Temporary Defensive Investments. In times of adverse or unstable market
or economic conditions, the Fund can invest up to 100% of its assets in
temporary defensive investments. These would ordinarily be U.S.
government securities, highly-rated commercial paper, bank deposits or
repurchase agreements. For cash management purposes, the Fund can hold
cash equivalents such as commercial paper, repurchase agreements,
Treasury bills and other short-term U.S. government securities. To the
extent the Fund invests defensively in these securities, it might not
achieve its investment objective.

Main Risks of Investing in the Fund

All investments carry risks to some degree. The Fund's investments are
subject to changes in their value from a number of factors, described
below. There is also the risk that poor security selection by the Fund's
investment Manager, Oppenheimer Funds, Inc., will cause the Fund to
underperform other funds having a similar objective.

Page 12


Risks of investing in stocks. Stocks fluctuate in price, and their short-
term volatility at times may be great. Because the Fund currently
invests primarily in common stocks, the value of the Fund's portfolio
will be affected by changes in the stock markets. Market risk will
affect the Fund's net asset values per share, which will fluctuate as
the values of the Fund's portfolio securities change. A variety of
factors can affect the price of a particular stock, and the prices of
individual stocks do not all move in the same direction uniformly or at
the same time. Different stock markets may behave differently from each
other.

Other factors can affect a particular stock's price, such as poor
earnings reports by the issuer, loss of major customers, major
litigation against the issuer, or changes in government regulations
affecting the issuer. While the Fund currently invests mainly in
securities of large and medium-size companies, it also buys stocks of
small companies which may have more volatile stock prices.

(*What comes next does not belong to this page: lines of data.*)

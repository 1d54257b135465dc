// src/config/feed.rs
use anyhow::{anyhow, Context, Result};
use serde::{Deserialize, Serialize};
use std::path::{Path, PathBuf};
use std::time::Duration;

use crate::ingest::providers::{dev_to, hacker_news};

pub const ENV_CONFIG_PATH: &str = "FEED_CONFIG_PATH";
pub const DEFAULT_CONFIG_PATH: &str = "config/feed.toml";

const ENV_PORT: &str = "PORT";
const ENV_CACHE_TTL_SECS: &str = "FEED_CACHE_TTL_SECS";
const ENV_PROVIDER_LIMIT: &str = "FEED_PROVIDER_LIMIT";

#[derive(Debug, Clone, Serialize, Deserialize, PartialEq)]
#[serde(default)]
pub struct FeedConfig {
    pub bind_addr: String,
    /// Upper bound on articles requested from each provider.
    pub provider_limit: usize,
    /// Freshness window of the merged article set.
    pub cache_ttl_secs: u64,
    pub latest_limit: usize,
    pub recommended_limit: usize,
    pub http_timeout_secs: u64,
    pub sweep_interval_secs: u64,
    /// Parallel item fetches inside the Hacker News provider.
    pub item_concurrency: usize,
    pub hacker_news_base_url: String,
    pub dev_to_base_url: String,
    /// Used by /recommended when the request carries no interests.
    pub default_interests: Vec<String>,
    pub metrics_enabled: bool,
}

impl Default for FeedConfig {
    fn default() -> Self {
        Self {
            bind_addr: "0.0.0.0:8080".to_string(),
            provider_limit: 100,
            cache_ttl_secs: 300,
            latest_limit: 30,
            recommended_limit: 30,
            http_timeout_secs: 10,
            sweep_interval_secs: 3600,
            item_concurrency: 8,
            hacker_news_base_url: hacker_news::DEFAULT_BASE_URL.to_string(),
            dev_to_base_url: dev_to::DEFAULT_BASE_URL.to_string(),
            default_interests: vec!["Network".to_string(), "Go".to_string()],
            metrics_enabled: true,
        }
    }
}

impl FeedConfig {
    pub fn load_from_file(path: &Path) -> Result<Self> {
        let content = std::fs::read_to_string(path)
            .with_context(|| format!("reading feed config from {}", path.display()))?;
        let cfg: FeedConfig = toml::from_str(&content)
            .with_context(|| format!("parsing feed config {}", path.display()))?;
        Ok(cfg.sanitized())
    }

    /// Load using env var + fallbacks, then apply env overrides:
    /// 1) $FEED_CONFIG_PATH
    /// 2) config/feed.toml
    /// 3) built-in defaults
    pub fn load() -> Result<Self> {
        let cfg = if let Ok(p) = std::env::var(ENV_CONFIG_PATH) {
            let pb = PathBuf::from(p);
            if !pb.exists() {
                return Err(anyhow!("{ENV_CONFIG_PATH} points to non-existent path"));
            }
            Self::load_from_file(&pb)?
        } else {
            let default_p = PathBuf::from(DEFAULT_CONFIG_PATH);
            if default_p.exists() {
                Self::load_from_file(&default_p)?
            } else {
                Self::default()
            }
        };
        cfg.with_env_overrides()
    }

    fn with_env_overrides(mut self) -> Result<Self> {
        if let Ok(port) = std::env::var(ENV_PORT) {
            let port: u16 = port
                .trim()
                .parse()
                .with_context(|| format!("{ENV_PORT} must be a port number"))?;
            let host = self
                .bind_addr
                .rsplit_once(':')
                .map(|(h, _)| h.to_string())
                .unwrap_or_else(|| "0.0.0.0".to_string());
            self.bind_addr = format!("{host}:{port}");
        }
        if let Some(v) = parse_env::<u64>(ENV_CACHE_TTL_SECS)? {
            self.cache_ttl_secs = v;
        }
        if let Some(v) = parse_env::<usize>(ENV_PROVIDER_LIMIT)? {
            self.provider_limit = v;
        }
        Ok(self.sanitized())
    }

    fn sanitized(mut self) -> Self {
        self.provider_limit = self.provider_limit.max(1);
        self.cache_ttl_secs = self.cache_ttl_secs.max(1);
        self.item_concurrency = self.item_concurrency.max(1);
        self.http_timeout_secs = self.http_timeout_secs.max(1);
        self.sweep_interval_secs = self.sweep_interval_secs.max(1);
        self.default_interests = self
            .default_interests
            .into_iter()
            .map(|s| s.trim().to_string())
            .filter(|s| !s.is_empty())
            .collect();
        self
    }

    pub fn cache_ttl(&self) -> Duration {
        Duration::from_secs(self.cache_ttl_secs)
    }

    pub fn http_timeout(&self) -> Duration {
        Duration::from_secs(self.http_timeout_secs)
    }

    pub fn sweep_interval(&self) -> Duration {
        Duration::from_secs(self.sweep_interval_secs)
    }
}

fn parse_env<T: std::str::FromStr>(name: &str) -> Result<Option<T>> {
    match std::env::var(name) {
        Ok(raw) => raw
            .trim()
            .parse::<T>()
            .map(Some)
            .map_err(|_| anyhow!("{name} has an invalid value: {raw}")),
        Err(_) => Ok(None),
    }
}
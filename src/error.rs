use thiserror::Error;

#[derive(Error, Debug)]
pub enum FeedError {
    /// A provider's listing call failed; the whole aggregation is aborted.
    #[error("provider {provider} unavailable: {source:#}")]
    Upstream {
        provider: &'static str,
        #[source]
        source: anyhow::Error,
    },

    #[error("article not found: {0}")]
    NotFound(String),

    #[error("article fetch cancelled")]
    Cancelled,

    #[error("provider task failed: {0}")]
    Task(String),
}

pub type Result<T> = std::result::Result<T, FeedError>;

- Industry Focus. At times, the Fund may increase the relative emphasis
of its investments in a particular industry. Stocks of issuers in a
particular industry are subject to changes in economic conditions,
government regulations, availability of basic resources or supplies, or
other events that affect that industry more than others. To the extent
that the Fund has greater emphasis on investments in a particular
industry, its share values may fluctuate in response to events affecting
that industry.

- Cyclical Opportunities. The Fund may also seek to take advantage of
changes in the business cycle by investing in companies that are
sensitive to those changes if the Manager believes they have growth
potential. The Fund might sometimes seek to take tactical advantage of
short-term market movements or events affecting particular issuers or
industries. There is a risk that if the event does not occur as
expected, the value of the stock could fall, which in turn could depress
the Fund's share prices.

Risks of foreign investing. The Fund normally invests a substantial
percentage of its assets in foreign securities. While foreign securities
may offer special investment opportunities, there are also special risks.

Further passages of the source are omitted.